Stewart & Bourque, P.C. By Arthur J. Bourque, Timea K. Vicsocsean, Phoenix and Carmichael & Powell, P.C. By Sid A. Horwitz, Phoenix, Attorneys for Plaintiff/Appellee.
PORTLEY, Judge.
¶ 1 Randall and Virginia Paulsen ("the Paulsens") challenge the jury's verdict awarding damages to Strawberry Water Company ("Strawberry") for conversion of water and utility tampering. Their appeal challenges a host of issues, but focuses on the trial court's determination that Strawberry had standing to sue; a determination that water can be converted; the failure to give the comparative fault jury instruction; and the trial court's decision to treble the jury damage award pursuant to Arizona Revised Statutes ("A.R.S.") section 40-493 (2001). For the following reasons, we affirm in part, reverse in part, and remand for a new trial.
¶ 2 Frank Parkinson ("Parkinson") owned a home with a pond and a water company in Strawberry, Arizona. He installed a pipe from his water company's line to supplement the pond.
¶ 3 He sold the water company to Williamson Water Company in 1971, and its ownership, at least in part, passed to United Utilities in 1981, Brooke Utilities in 1996, and Strawberry in 1998. After Parkinson died in 1982, the home and pond were sold to Frances and Mickey Karle ("the Karles") in 1991. The Karles sold the home and pond to the Paulsens in 1996. The Paulsens used the pipe to keep their pond full of water until 2000 when Strawberry discovered the pipe and stopped the flow of water to the pond.
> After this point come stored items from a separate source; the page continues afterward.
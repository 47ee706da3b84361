//! HTTP surface: the webhook endpoint and a health check.

use std::sync::Arc;

use axum::{
    Json, Router,
    body::Bytes,
    extract::State,
    http::StatusCode,
    response::IntoResponse,
    routing::{get, post},
};
use tower_http::trace::TraceLayer;
use tracing::{Instrument, info, info_span, warn};
use uuid::Uuid;

use crate::aws::{AwsClient, AwsCredentials, BedrockClient, ComprehendClient, SnsClient};
use crate::config::AppConfig;
use crate::handler::{Acknowledgment, WebhookHandler};
use crate::notify::Notifier;
use crate::paraphrase::Paraphraser;
use crate::sentiment::SentimentClassifier;

/// Service name reported by the health check.
pub const SERVICE_NAME: &str = "sentiment-webhook";

/// Wire the AWS-backed handler described by `config`.
pub fn build_handler(
    config: &AppConfig,
    credentials: Arc<AwsCredentials>,
) -> crate::error::Result<WebhookHandler> {
    let aws = AwsClient::new(credentials, &config.region, config.http_timeout)?;

    let classifier = SentimentClassifier::new(
        Arc::new(ComprehendClient::new(aws.clone(), &config.comprehend_endpoint)),
        config.classifier(),
    );
    let paraphraser = config.paraphrase_enabled.then(|| {
        Paraphraser::new(
            Arc::new(BedrockClient::new(aws.clone(), &config.bedrock_endpoint)),
            config.paraphrase(),
        )
    });
    let notifier = Notifier::new(Arc::new(SnsClient::new(aws, &config.sns_endpoint)));

    Ok(WebhookHandler::new(
        config.handler(),
        paraphraser,
        classifier,
        notifier,
    ))
}

/// Build the Axum router for the webhook service.
pub fn webhook_routes(handler: Arc<WebhookHandler>) -> Router {
    Router::new()
        .route("/webhook", post(receive_webhook))
        .route("/health", get(health))
        .layer(TraceLayer::new_for_http())
        .with_state(handler)
}

async fn health() -> impl IntoResponse {
    Json(serde_json::json!({
        "status": "ok",
        "service": SERVICE_NAME
    }))
}

async fn receive_webhook(
    State(handler): State<Arc<WebhookHandler>>,
    body: Bytes,
) -> impl IntoResponse {
    let request_id = Uuid::new_v4();
    let span = info_span!("webhook", %request_id);

    async move {
        match handler.handle(&body).await {
            Ok(report) => {
                info!(
                    issue_key = %report.issue_key,
                    label = report.sentiment.as_ref().map(|s| s.label.as_str()).unwrap_or("none"),
                    notified = report.notified,
                    "Webhook acknowledged"
                );
                (
                    StatusCode::OK,
                    Json(serde_json::json!(Acknowledgment::received())),
                )
            }
            Err(e) => {
                warn!(error = %e, "Rejected webhook payload");
                (
                    StatusCode::BAD_REQUEST,
                    Json(serde_json::json!({
                        "status": "rejected",
                        "error": e.to_string()
                    })),
                )
            }
        }
    }
    .instrument(span)
    .await
}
¶ 4 Strawberry sued the Paulsens and the Karles for conversion, utility tampering, unjust enrichment, trespass, and negligence. Although Strawberry dismissed its claims against the Karles, Paulsen's cross-claim kept them in the case. Strawberry stipulated to dismiss the negligence claim against the Paulsens and voluntarily dismissed its trespass claim. Strawberry tried the remaining issues of conversion and utility tampering.1
¶ 5 After the close of Strawberry's case, the trial court denied the Paulsens' motion for judgment as a matter of law on damages. The jury found that the Paulsens had unlawfully diverted Strawberry's water and determined the damages were $146,925.21. The trial court then trebled the damages pursuant to A.R.S. § 40-493 and imposed sanctions under Arizona Rule of Civil Procedure 68. After the trial court denied the Paulsens' motion for a new trial, they appealed. We have jurisdiction pursuant to A.R.S. § 12-2101(B) (2003).
I. Standing to Sue
¶ 6 The Paulsens contest Strawberry's standing to sue them. The trial court ultimately ruled that Strawberry was the real party in interest. See Ariz. R. Civ. P. 17(a).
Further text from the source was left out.